Out of scope (called out, not regressed)

  • [Type!] / [ID!] opt-in admission (e.g. on tables with no RLS policy). May be revisited as a separate Backlog item if a concrete user case emerges; until then the wrapper rule stays uniformly nullable.

  • ON CONFLICT DO NOTHING semantics on INSERT (currently not expressible on the model; will be a separate Backlog item when added). When it lands, the conflict UK is in the input by construction and the existing VALUES-JOIN path covers it; R242 leaves the door open.

  • The R12 errors-channel composition for per-row reason codes. R242 makes the slot null-representable; R12 already composes structurally with the carrier types.

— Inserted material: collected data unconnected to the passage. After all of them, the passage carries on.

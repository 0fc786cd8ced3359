//! Pretrained model bundle handling.
//!
//! The sub-models (VAE, text encoder, tokenizer, 3D UNet, schedulers) are
//! loaded by the generator; this module locates the bundle, checks it is
//! complete and reads the scheduler config used for step validation.

mod bundle;
mod scheduler;

pub use bundle::{
    BundleError, BundleResult, Component, ModelBundle, ModelSource, MODEL_INDEX,
    REQUIRED_COMPONENTS, SCHEDULER_CONFIG,
};
pub use scheduler::SchedulerConfig;

#[cfg(test)]
pub(crate) use bundle::tests::write_bundle;
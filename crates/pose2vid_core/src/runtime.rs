//! Explicit runtime context for one run.
//!
//! Holds what would otherwise be process-wide state: precision, device,
//! the seeded RNG, the process rank and the run logger. It is built once
//! during setup, passed to everything that needs it, and closed with
//! [`RuntimeContext::shutdown`].

use std::fmt;
use std::str::FromStr;
use std::sync::Arc;

use rand::rngs::StdRng;
use rand::{Rng, SeedableRng};
use serde::{Deserialize, Serialize};
use thiserror::Error;

use crate::config::{MixedPrecision, RunConfig};
use crate::logging::RunLogger;

/// Environment variable carrying the process rank under multi-process launchers.
pub const RANK_ENV: &str = "RANK";

/// Weight precision for the text encoder and VAE.
#[derive(Debug, Clone, Copy, PartialEq, Eq, Serialize, Deserialize)]
pub enum WeightDtype {
    #[serde(rename = "float32")]
    F32,
    #[serde(rename = "float16")]
    F16,
    #[serde(rename = "bfloat16")]
    Bf16,
}

impl WeightDtype {
    pub fn as_str(&self) -> &'static str {
        match self {
            WeightDtype::F32 => "float32",
            WeightDtype::F16 => "float16",
            WeightDtype::Bf16 => "bfloat16",
        }
    }
}

impl From<MixedPrecision> for WeightDtype {
    fn from(precision: MixedPrecision) -> Self {
        match precision {
            MixedPrecision::No => WeightDtype::F32,
            MixedPrecision::Fp16 => WeightDtype::F16,
            MixedPrecision::Bf16 => WeightDtype::Bf16,
        }
    }
}

impl fmt::Display for WeightDtype {
    fn fmt(&self, f: &mut fmt::Formatter<'_>) -> fmt::Result {
        f.write_str(self.as_str())
    }
}

/// Compute device requested for generation.
#[derive(Debug, Clone, Copy, PartialEq, Eq)]
pub enum DeviceSpec {
    Cpu,
    Cuda(usize),
}

#[derive(Error, Debug, Clone, PartialEq, Eq)]
#[error("invalid device '{0}' (expected cpu, cuda or cuda:N)")]
pub struct ParseDeviceError(pub String);

impl FromStr for DeviceSpec {
    type Err = ParseDeviceError;

    fn from_str(s: &str) -> Result<Self, Self::Err> {
        let normalized = s.trim().to_ascii_lowercase();
        match normalized.as_str() {
            "cpu" => Ok(DeviceSpec::Cpu),
            "cuda" | "gpu" => Ok(DeviceSpec::Cuda(0)),
            other => other
                .strip_prefix("cuda:")
                .and_then(|idx| idx.parse::<usize>().ok())
                .map(DeviceSpec::Cuda)
                .ok_or_else(|| ParseDeviceError(s.to_string())),
        }
    }
}

impl fmt::Display for DeviceSpec {
    fn fmt(&self, f: &mut fmt::Formatter<'_>) -> fmt::Result {
        match self {
            DeviceSpec::Cpu => f.write_str("cpu"),
            DeviceSpec::Cuda(idx) => write!(f, "cuda:{}", idx),
        }
    }
}

impl Serialize for DeviceSpec {
    fn serialize<S: serde::Serializer>(&self, serializer: S) -> Result<S::Ok, S::Error> {
        serializer.collect_str(self)
    }
}

/// Read the process rank from the environment (0 when absent or unparseable).
pub fn detect_process_index() -> usize {
    match std::env::var(RANK_ENV) {
        Ok(value) => value.trim().parse().unwrap_or_else(|_| {
            tracing::warn!("Ignoring unparseable {}={:?}", RANK_ENV, value);
            0
        }),
        Err(_) => 0,
    }
}

/// Runtime state for one run.
pub struct RuntimeContext {
    config: Arc<RunConfig>,
    dtype: WeightDtype,
    device: DeviceSpec,
    process_index: usize,
    seed: Option<u64>,
    rng: StdRng,
    logger: Arc<RunLogger>,
}

impl RuntimeContext {
    /// Build the context from a validated config.
    pub fn new(
        config: Arc<RunConfig>,
        process_index: usize,
        logger: Arc<RunLogger>,
    ) -> Result<Self, ParseDeviceError> {
        let device: DeviceSpec = config.device.parse()?;
        let dtype = WeightDtype::from(config.mixed_precision);
        let seed = config.seed;
        let rng = match seed {
            Some(seed) => StdRng::seed_from_u64(seed),
            None => StdRng::from_os_rng(),
        };

        logger.info(&format!(
            "Runtime: process {} ({}), device {}, weights {}, seed {}",
            process_index,
            if process_index == 0 { "main" } else { "worker" },
            device,
            dtype,
            seed.map(|s| s.to_string()).unwrap_or_else(|| "random".to_string())
        ));

        Ok(Self {
            config,
            dtype,
            device,
            process_index,
            seed,
            rng,
            logger,
        })
    }

    pub fn config(&self) -> &Arc<RunConfig> {
        &self.config
    }

    pub fn dtype(&self) -> WeightDtype {
        self.dtype
    }

    pub fn device(&self) -> DeviceSpec {
        self.device
    }

    pub fn process_index(&self) -> usize {
        self.process_index
    }

    /// Only the main process writes outputs and generates samples.
    pub fn is_main_process(&self) -> bool {
        self.process_index == 0
    }

    pub fn seed(&self) -> Option<u64> {
        self.seed
    }

    pub fn logger(&self) -> &Arc<RunLogger> {
        &self.logger
    }

    /// Draw the seed for the next generation request.
    ///
    /// The RNG is seeded once, so consecutive prompts get different but
    /// reproducible seeds.
    pub fn next_seed(&mut self) -> u64 {
        self.rng.random()
    }

    /// Flush and close the run logger.
    pub fn shutdown(self) {
        self.logger.info("Runtime shut down");
        self.logger.close();
    }
}
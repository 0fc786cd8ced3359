//! ffmpeg/ffprobe invocation.
//!
//! Every external call goes through [`MediaTools::run`], which logs the
//! command line and the tool's output to the run logger (or `tracing` when
//! no logger is attached) and turns a non-zero exit into
//! [`MediaError::CommandFailed`].

use std::ffi::OsString;
use std::path::PathBuf;
use std::process::{Command, Output, Stdio};
use std::sync::Arc;

use super::error::{MediaError, MediaResult};
use crate::config::TranscodeSettings;
use crate::logging::RunLogger;

/// Number of stderr lines kept in a failure message.
const ERROR_CONTEXT_LINES: usize = 5;

/// Locations of the ffmpeg tools plus an optional logger.
#[derive(Clone)]
pub struct MediaTools {
    ffmpeg: PathBuf,
    ffprobe: PathBuf,
    logger: Option<Arc<RunLogger>>,
}

impl Default for MediaTools {
    fn default() -> Self {
        Self {
            ffmpeg: PathBuf::from("ffmpeg"),
            ffprobe: PathBuf::from("ffprobe"),
            logger: None,
        }
    }
}

impl std::fmt::Debug for MediaTools {
    fn fmt(&self, f: &mut std::fmt::Formatter<'_>) -> std::fmt::Result {
        f.debug_struct("MediaTools")
            .field("ffmpeg", &self.ffmpeg)
            .field("ffprobe", &self.ffprobe)
            .field("logged", &self.logger.is_some())
            .finish()
    }
}

impl MediaTools {
    pub fn new(ffmpeg: impl Into<PathBuf>, ffprobe: impl Into<PathBuf>) -> Self {
        Self {
            ffmpeg: ffmpeg.into(),
            ffprobe: ffprobe.into(),
            logger: None,
        }
    }

    pub fn from_settings(settings: &TranscodeSettings) -> Self {
        Self::new(&settings.ffmpeg_path, &settings.ffprobe_path)
    }

    /// Route command lines and tool output to a run logger.
    pub fn with_logger(mut self, logger: Arc<RunLogger>) -> Self {
        self.logger = Some(logger);
        self
    }

    pub fn ffmpeg_path(&self) -> &PathBuf {
        &self.ffmpeg
    }

    pub fn ffprobe_path(&self) -> &PathBuf {
        &self.ffprobe
    }

    /// Check both tools start and report a version.
    pub fn is_available(&self) -> bool {
        [&self.ffmpeg, &self.ffprobe].iter().all(|tool| {
            Command::new(tool)
                .arg("-version")
                .stdout(Stdio::null())
                .stderr(Stdio::null())
                .status()
                .map(|s| s.success())
                .unwrap_or(false)
        })
    }

    /// Run ffmpeg with `args`, overwriting outputs and never reading stdin.
    pub fn ffmpeg(&self, args: Vec<OsString>) -> MediaResult<Output> {
        let mut full: Vec<OsString> = ["-hide_banner", "-nostdin", "-y", "-loglevel", "error"]
            .iter()
            .map(OsString::from)
            .collect();
        full.extend(args);
        self.run("ffmpeg", &self.ffmpeg, full)
    }

    /// Run ffprobe with `args`.
    pub fn ffprobe(&self, args: Vec<OsString>) -> MediaResult<Output> {
        self.run("ffprobe", &self.ffprobe, args)
    }

    fn run(&self, tool: &str, program: &PathBuf, args: Vec<OsString>) -> MediaResult<Output> {
        let cmd_line = std::iter::once(program.as_os_str())
            .chain(args.iter().map(OsString::as_os_str))
            .map(|a| a.to_string_lossy())
            .collect::<Vec<_>>()
            .join(" ");

        match &self.logger {
            Some(logger) => logger.command(&cmd_line),
            None => tracing::debug!("Running {}: {}", tool, cmd_line),
        }

        let output = Command::new(program)
            .args(&args)
            .stdin(Stdio::null())
            .output()
            .map_err(|e| MediaError::ToolUnavailable {
                tool: tool.to_string(),
                source: e,
            })?;

        let stderr = String::from_utf8_lossy(&output.stderr);
        if let Some(logger) = &self.logger {
            logger.output_block(&stderr, true);
        }

        if !output.status.success() {
            let exit_code = output.status.code().unwrap_or(-1);
            if let Some(logger) = &self.logger {
                logger.show_tail(&format!("{} output", tool));
            }
            return Err(MediaError::CommandFailed {
                tool: tool.to_string(),
                exit_code,
                message: last_lines(&stderr, ERROR_CONTEXT_LINES),
            });
        }

        Ok(output)
    }
}

/// Last `n` non-blank lines of `text`, joined with `" | "`.
fn last_lines(text: &str, n: usize) -> String {
    let lines: Vec<&str> = text.lines().filter(|l| !l.trim().is_empty()).collect();
    if lines.is_empty() {
        return "no error output".to_string();
    }
    lines[lines.len().saturating_sub(n)..].join(" | ")
}

#[cfg(test)]
mod tests {
    use super::*;

    #[test]
    fn failure_message_keeps_last_lines() {
        let stderr = "a\n\nb\nc\nd\ne\nf\n";
        assert_eq!(last_lines(stderr, 3), "d | e | f");
        assert_eq!(last_lines("", 3), "no error output");
    }

    #[test]
    fn missing_tool_is_unavailable() {
        let tools = MediaTools::new("/nonexistent/ffmpeg", "/nonexistent/ffprobe");
        assert!(!tools.is_available());

        let err = tools.ffmpeg(vec!["-version".into()]).unwrap_err();
        assert!(matches!(err, MediaError::ToolUnavailable { .. }));
    }

    #[test]
    fn settings_select_tool_paths() {
        let settings = TranscodeSettings {
            ffmpeg_path: "/opt/ff/ffmpeg".to_string(),
            ..TranscodeSettings::default()
        };
        let tools = MediaTools::from_settings(&settings);
        assert_eq!(tools.ffmpeg_path(), &PathBuf::from("/opt/ff/ffmpeg"));
        assert_eq!(tools.ffprobe_path(), &PathBuf::from("ffprobe"));
    }
}
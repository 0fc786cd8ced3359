//! Checkpoint discovery and resume-path parsing.
//!
//! Checkpoints are directories named `checkpoint-<global_step>`. A run can
//! resume from an explicit directory or from `"latest"`, the highest-step
//! checkpoint inside the output directory.

use std::fs;
use std::io;
use std::path::{Path, PathBuf};

use serde::Serialize;
use thiserror::Error;

/// Keyword selecting the most recent checkpoint in the output directory.
pub const LATEST: &str = "latest";

/// Prefix of checkpoint directory names.
pub const CHECKPOINT_PREFIX: &str = "checkpoint-";

#[derive(Error, Debug)]
pub enum CheckpointError {
    #[error("Checkpoint not found: {0}")]
    NotFound(PathBuf),

    #[error("Cannot read global step from checkpoint '{path}': {reason}")]
    InvalidName { path: PathBuf, reason: String },

    #[error("I/O error while scanning {path}: {source}")]
    Io {
        path: PathBuf,
        #[source]
        source: io::Error,
    },
}

/// Where and at which step a run resumes.
#[derive(Debug, Clone, PartialEq, Eq, Serialize)]
pub struct ResumePoint {
    pub checkpoint_dir: PathBuf,
    pub global_step: u64,
    /// Output root implied by the checkpoint location.
    pub output_root: PathBuf,
}

/// Parse the global step from a checkpoint path.
///
/// The step is the integer after the last `-` of the final path component.
pub fn parse_global_step(path: &Path) -> Result<u64, CheckpointError> {
    let name = path
        .file_name()
        .map(|n| n.to_string_lossy().to_string())
        .ok_or_else(|| CheckpointError::InvalidName {
            path: path.to_path_buf(),
            reason: "path has no final component".to_string(),
        })?;

    let suffix = name
        .rsplit_once('-')
        .map(|(_, step)| step)
        .ok_or_else(|| CheckpointError::InvalidName {
            path: path.to_path_buf(),
            reason: format!("'{}' has no '-<step>' suffix", name),
        })?;

    suffix.parse::<u64>().map_err(|e| CheckpointError::InvalidName {
        path: path.to_path_buf(),
        reason: format!("'{}' is not a step number: {}", suffix, e),
    })
}

/// Find the checkpoint with the highest step inside `output_dir`.
///
/// Entries that are not `checkpoint-<n>` directories are ignored. A missing
/// output directory simply has no checkpoints.
pub fn find_latest(output_dir: &Path) -> Result<Option<PathBuf>, CheckpointError> {
    let entries = match fs::read_dir(output_dir) {
        Ok(entries) => entries,
        Err(e) if e.kind() == io::ErrorKind::NotFound => return Ok(None),
        Err(e) => {
            return Err(CheckpointError::Io {
                path: output_dir.to_path_buf(),
                source: e,
            })
        }
    };

    let mut best: Option<(u64, PathBuf)> = None;
    for entry in entries {
        let entry = entry.map_err(|e| CheckpointError::Io {
            path: output_dir.to_path_buf(),
            source: e,
        })?;
        let path = entry.path();
        let is_checkpoint = path.is_dir()
            && entry
                .file_name()
                .to_string_lossy()
                .starts_with(CHECKPOINT_PREFIX);
        if !is_checkpoint {
            continue;
        }
        if let Ok(step) = parse_global_step(&path) {
            if best.as_ref().map_or(true, |(s, _)| step > *s) {
                best = Some((step, path));
            }
        }
    }

    Ok(best.map(|(_, path)| path))
}

/// Resolve the `resume_from_checkpoint` setting.
///
/// * `None` - start fresh.
/// * `"latest"` - highest checkpoint under `output_dir`, or fresh if none.
/// * anything else - that directory; the output root becomes its parent.
pub fn resolve_resume(
    setting: Option<&str>,
    output_dir: &Path,
) -> Result<Option<ResumePoint>, CheckpointError> {
    let Some(setting) = setting.map(str::trim).filter(|s| !s.is_empty()) else {
        return Ok(None);
    };

    if setting == LATEST {
        return match find_latest(output_dir)? {
            Some(dir) => Ok(Some(ResumePoint {
                global_step: parse_global_step(&dir)?,
                checkpoint_dir: dir,
                output_root: output_dir.to_path_buf(),
            })),
            None => {
                tracing::info!(
                    "No checkpoint found in {}; starting a new run",
                    output_dir.display()
                );
                Ok(None)
            }
        };
    }

    let checkpoint_dir = PathBuf::from(setting);
    if !checkpoint_dir.is_dir() {
        return Err(CheckpointError::NotFound(checkpoint_dir));
    }
    let global_step = parse_global_step(&checkpoint_dir)?;

    let absolute = std::path::absolute(&checkpoint_dir).map_err(|e| CheckpointError::Io {
        path: checkpoint_dir.clone(),
        source: e,
    })?;
    let output_root = absolute
        .parent()
        .map(Path::to_path_buf)
        .unwrap_or_else(|| absolute.clone());

    Ok(Some(ResumePoint {
        checkpoint_dir,
        global_step,
        output_root,
    }))
}
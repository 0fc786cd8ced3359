//! Noise scheduler configuration read from a pretrained bundle.
//!
//! Only the fields this crate checks are parsed; the scheduler itself runs
//! inside the generator.

use serde::Deserialize;

/// Subset of `scheduler/scheduler_config.json`.
#[derive(Debug, Clone, PartialEq, Deserialize)]
pub struct SchedulerConfig {
    #[serde(rename = "_class_name", default)]
    pub class_name: Option<String>,

    #[serde(default = "default_train_timesteps")]
    pub num_train_timesteps: u32,

    #[serde(default = "default_beta_start")]
    pub beta_start: f64,

    #[serde(default = "default_beta_end")]
    pub beta_end: f64,

    #[serde(default = "default_beta_schedule")]
    pub beta_schedule: String,

    #[serde(default)]
    pub steps_offset: u32,

    #[serde(default = "default_prediction_type")]
    pub prediction_type: String,

    #[serde(default = "default_clip_sample")]
    pub clip_sample: bool,
}

fn default_train_timesteps() -> u32 {
    1000
}

fn default_beta_start() -> f64 {
    0.0001
}

fn default_beta_end() -> f64 {
    0.02
}

fn default_beta_schedule() -> String {
    "linear".to_string()
}

fn default_prediction_type() -> String {
    "epsilon".to_string()
}

fn default_clip_sample() -> bool {
    true
}

impl SchedulerConfig {
    /// Parse the JSON config.
    pub fn from_json(text: &str) -> serde_json::Result<Self> {
        serde_json::from_str(text)
    }

    /// Whether `steps` inference/inversion steps fit the training schedule.
    pub fn supports_steps(&self, steps: u32) -> bool {
        steps >= 1 && steps <= self.num_train_timesteps
    }
}
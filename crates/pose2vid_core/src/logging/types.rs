//! Logging types and configuration.

use std::fmt;
use std::str::FromStr;

use serde::{Deserialize, Serialize};
use thiserror::Error;

/// Severity of a run log line. Ordered from most to least verbose.
#[derive(Debug, Clone, Copy, PartialEq, Eq, PartialOrd, Ord, Default, Serialize, Deserialize)]
#[serde(rename_all = "lowercase")]
pub enum LogLevel {
    Trace,
    Debug,
    #[default]
    Info,
    Warn,
    Error,
}

impl LogLevel {
    /// Lowercase name, as used in config files and filter strings.
    pub fn as_str(&self) -> &'static str {
        match self {
            LogLevel::Trace => "trace",
            LogLevel::Debug => "debug",
            LogLevel::Info => "info",
            LogLevel::Warn => "warn",
            LogLevel::Error => "error",
        }
    }
}

impl fmt::Display for LogLevel {
    fn fmt(&self, f: &mut fmt::Formatter<'_>) -> fmt::Result {
        f.write_str(self.as_str())
    }
}

/// Error returned when a log level name is not recognised.
#[derive(Error, Debug, Clone, PartialEq, Eq)]
#[error("unknown log level '{0}' (expected trace, debug, info, warn or error)")]
pub struct ParseLogLevelError(pub String);

impl FromStr for LogLevel {
    type Err = ParseLogLevelError;

    fn from_str(s: &str) -> Result<Self, Self::Err> {
        match s.trim().to_ascii_lowercase().as_str() {
            "trace" => Ok(LogLevel::Trace),
            "debug" => Ok(LogLevel::Debug),
            "info" => Ok(LogLevel::Info),
            "warn" | "warning" => Ok(LogLevel::Warn),
            "error" => Ok(LogLevel::Error),
            _ => Err(ParseLogLevelError(s.to_string())),
        }
    }
}

/// How a [`RunLogger`](super::RunLogger) filters and formats lines.
#[derive(Debug, Clone)]
pub struct LogConfig {
    pub level: LogLevel,
    /// Throttle progress lines and keep tool output in the tail only.
    pub compact: bool,
    /// Progress is logged each time it crosses a multiple of this.
    pub progress_step: u32,
    /// Tool output lines kept for failure context.
    pub error_tail: usize,
    pub show_timestamps: bool,
    /// Mirror every line to the `tracing` subscriber as well.
    pub mirror_to_tracing: bool,
}

impl Default for LogConfig {
    fn default() -> Self {
        Self {
            level: LogLevel::Info,
            compact: true,
            progress_step: 20,
            error_tail: 20,
            show_timestamps: true,
            mirror_to_tracing: true,
        }
    }
}

impl LogConfig {
    /// Configuration for tests: no timestamps, nothing sent to `tracing`.
    pub fn quiet() -> Self {
        Self {
            show_timestamps: false,
            mirror_to_tracing: false,
            ..Self::default()
        }
    }
}

/// Callback receiving every formatted log line.
pub type LogCallback = Box<dyn Fn(&str) + Send + Sync>;

/// Marker put in front of structured log lines.
#[derive(Debug, Clone, Copy, PartialEq, Eq)]
pub enum MessagePrefix {
    /// `$ ffmpeg -i ...`
    Command,
    /// `=== Generate ===`
    Phase,
    /// `--- Prompt 2/4 ---`
    Section,
    Success,
    Warning,
    Error,
}

impl MessagePrefix {
    pub fn format(&self, message: &str) -> String {
        match self {
            MessagePrefix::Command => format!("$ {}", message),
            MessagePrefix::Phase => format!("=== {} ===", message),
            MessagePrefix::Section => format!("--- {} ---", message),
            MessagePrefix::Success => format!("[SUCCESS] {}", message),
            MessagePrefix::Warning => format!("[WARNING] {}", message),
            MessagePrefix::Error => format!("[ERROR] {}", message),
        }
    }
}

#[cfg(test)]
mod tests {
    use super::*;

    #[test]
    fn parses_level_names() {
        assert_eq!("debug".parse::<LogLevel>().unwrap(), LogLevel::Debug);
        assert_eq!("WARNING".parse::<LogLevel>().unwrap(), LogLevel::Warn);
        assert!("loud".parse::<LogLevel>().is_err());
    }

    #[test]
    fn levels_are_ordered() {
        assert!(LogLevel::Debug < LogLevel::Info);
        assert!(LogLevel::Error > LogLevel::Warn);
    }

    #[test]
    fn prefixes_format() {
        assert_eq!(MessagePrefix::Phase.format("Generate"), "=== Generate ===");
        assert_eq!(MessagePrefix::Command.format("ffmpeg -i a"), "$ ffmpeg -i a");
    }
}
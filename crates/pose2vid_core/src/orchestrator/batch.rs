//! Prompt batch processing and the run summary.
//!
//! Each prompt runs through the standard pipeline on its own. A failed
//! prompt is recorded and the batch moves on to the next one.

use std::path::{Path, PathBuf};
use std::sync::Arc;

use serde::Serialize;

use crate::config::atomic_write;
use crate::logging::RunLogger;

use super::pipeline::{CancelHandle, Pipeline, PipelineRunResult};
use super::types::{Context, PromptSpec, PromptState, RunResources};

/// File name of the summary written into the run folder.
pub const SUMMARY_FILE: &str = "run_summary.json";

/// Result of processing a single prompt.
#[derive(Debug, Clone, Serialize)]
pub struct PromptResult {
    pub index: usize,
    pub prompt: String,
    pub seed: u64,
    pub success: bool,
    /// Final captioned video (if successful).
    #[serde(skip_serializing_if = "Option::is_none")]
    pub output_path: Option<PathBuf>,
    #[serde(skip_serializing_if = "Option::is_none")]
    pub error: Option<String>,
    #[serde(skip_serializing_if = "Option::is_none")]
    pub failed_step: Option<String>,
    pub steps_completed: Vec<String>,
    pub steps_skipped: Vec<String>,
}

impl PromptResult {
    pub fn success(prompt: &PromptSpec, output_path: PathBuf, run_result: PipelineRunResult) -> Self {
        Self {
            index: prompt.index,
            prompt: prompt.text.clone(),
            seed: prompt.seed,
            success: true,
            output_path: Some(output_path),
            error: None,
            failed_step: None,
            steps_completed: run_result.steps_completed,
            steps_skipped: run_result.steps_skipped,
        }
    }

    pub fn failure(prompt: &PromptSpec, failed_step: Option<String>, error: impl Into<String>) -> Self {
        Self {
            index: prompt.index,
            prompt: prompt.text.clone(),
            seed: prompt.seed,
            success: false,
            output_path: None,
            error: Some(error.into()),
            failed_step,
            steps_completed: Vec::new(),
            steps_skipped: Vec::new(),
        }
    }
}

/// Outcome of a whole run.
#[derive(Debug, Clone, Serialize)]
pub struct BatchSummary {
    pub run_name: String,
    pub run_dir: PathBuf,
    pub backend: String,
    pub started_at: String,
    #[serde(skip_serializing_if = "Option::is_none")]
    pub finished_at: Option<String>,
    #[serde(skip_serializing_if = "Option::is_none")]
    pub checkpoint: Option<PathBuf>,
    pub global_step: u64,
    /// Stopped early through a cancel handle.
    pub cancelled: bool,
    pub results: Vec<PromptResult>,
}

impl BatchSummary {
    pub fn new(run_name: impl Into<String>, resources: &RunResources) -> Self {
        Self {
            run_name: run_name.into(),
            run_dir: resources.run_dir.clone(),
            backend: resources.backend.name().to_string(),
            started_at: chrono::Local::now().to_rfc3339(),
            finished_at: None,
            checkpoint: resources.resume.as_ref().map(|r| r.checkpoint_dir.clone()),
            global_step: resources.resume.as_ref().map_or(0, |r| r.global_step),
            cancelled: false,
            results: Vec::new(),
        }
    }

    pub fn succeeded(&self) -> usize {
        self.results.iter().filter(|r| r.success).count()
    }

    pub fn failed(&self) -> usize {
        self.results.len() - self.succeeded()
    }

    /// Every prompt produced a video and nothing was cancelled.
    pub fn all_succeeded(&self) -> bool {
        !self.cancelled && self.results.iter().all(|r| r.success)
    }

    pub fn finish(&mut self) {
        self.finished_at = Some(chrono::Local::now().to_rfc3339());
    }

    /// Write the summary as pretty JSON.
    pub fn write_json(&self, path: &Path) -> std::io::Result<()> {
        let json = serde_json::to_string_pretty(self)
            .map_err(|e| std::io::Error::new(std::io::ErrorKind::Other, e))?;
        atomic_write(path, &json)
    }
}

/// Runs prompts through a pipeline, one at a time.
pub struct BatchProcessor {
    resources: Arc<RunResources>,
    logger: Arc<RunLogger>,
    pipeline: Pipeline,
}

impl BatchProcessor {
    pub fn new(resources: Arc<RunResources>, logger: Arc<RunLogger>, pipeline: Pipeline) -> Self {
        Self {
            resources,
            logger,
            pipeline,
        }
    }

    pub fn resources(&self) -> &Arc<RunResources> {
        &self.resources
    }

    /// Handle that stops the batch at the next step or prompt boundary.
    pub fn cancel_handle(&self) -> CancelHandle {
        self.pipeline.cancel_handle()
    }

    pub fn is_cancelled(&self) -> bool {
        self.pipeline.is_cancelled()
    }

    /// Run one prompt. Never fails; errors end up in the result.
    pub fn process_prompt(&self, prompt: PromptSpec) -> PromptResult {
        let ctx = Context::new(
            prompt.clone(),
            Arc::clone(&self.resources),
            Arc::clone(&self.logger),
        );
        let mut state = PromptState::new(prompt.index);

        self.logger.clear_tail();
        match self.pipeline.run(&ctx, &mut state) {
            Ok(run_result) => {
                let output_path = state
                    .transcode
                    .as_ref()
                    .map(|t| t.final_path.clone())
                    .unwrap_or_else(|| ctx.paths.final_video.clone());
                PromptResult::success(&prompt, output_path, run_result)
            }
            Err(e) => {
                let error_msg = e.to_string();
                self.logger.error(&error_msg);
                PromptResult::failure(&prompt, e.step_name().map(str::to_string), error_msg)
            }
        }
    }

    /// Run every prompt in order, drawing each seed from `next_seed`.
    pub fn process_all<F>(&self, prompts: &[String], mut next_seed: F, summary: &mut BatchSummary)
    where
        F: FnMut() -> u64,
    {
        let total = prompts.len();
        for (index, text) in prompts.iter().enumerate() {
            if self.is_cancelled() {
                self.logger
                    .warn(&format!("Batch cancelled at prompt {}/{}", index + 1, total));
                summary.cancelled = true;
                break;
            }

            self.logger
                .section(&format!("Prompt {}/{}", index + 1, total));
            let spec = PromptSpec {
                index,
                text: text.clone(),
                seed: next_seed(),
            };
            summary.results.push(self.process_prompt(spec));
        }
        // A cancel during the last prompt surfaces as a failed result only
        if self.is_cancelled() {
            summary.cancelled = true;
        }
    }
}
//! Pipeline step implementations.
//!
//! Each prompt runs Generate, then Caption, then Transcode.

mod caption;
mod generate;
mod transcode;

pub use caption::CaptionStep;
pub use generate::GenerateStep;
pub use transcode::TranscodeStep;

  • Dialect-capability gating for RETURNING. The existing dml-dialect-requirement-on-model (R63) work owns that surface; the per-row INSERT fallback in step 5 is dialect-neutral.

  • Cross-arm consolidation of the SingleRecordTableFieldFromReturning and SingleRecordIdFieldFromReturning permits. R242 reshapes both emitters but does not collapse them; that’s a separable cleanup.


Cross-references

  • R156 introduced the DELETE payload-returning carrier and the PK-echo-of-actually-deleted-rows semantics that R242 revises. Both emitter methods this Spec rewrites (buildSingleRecordIdFromReturningFetcherValue, buildSingleRecordTableFromReturningFetcherValue) were introduced there.

  • R141 is the closest existing input-order-preservation pattern (PK-keyed-map walk); R242 generalizes to VALUES-JOIN so all four verbs can share one mechanism, and so idx can be the scatter key on INSERT where the input has no PK.

  • R158 admitted @service-backed producers on the single-record carrier data field; R242 adds the runtime size-check at every @service producer call site emitted on a payload-returning carrier.

  • R12 is the errors-channel producer; R242 keeps it orthogonal, ensuring the wrapper-shape rules do not preclude composition.

  • R63 (dml-dialect-requirement-on-model) owns dialect-capability gating; R242 stays on Postgres-only execution-tier coverage today and does not duplicate that surface.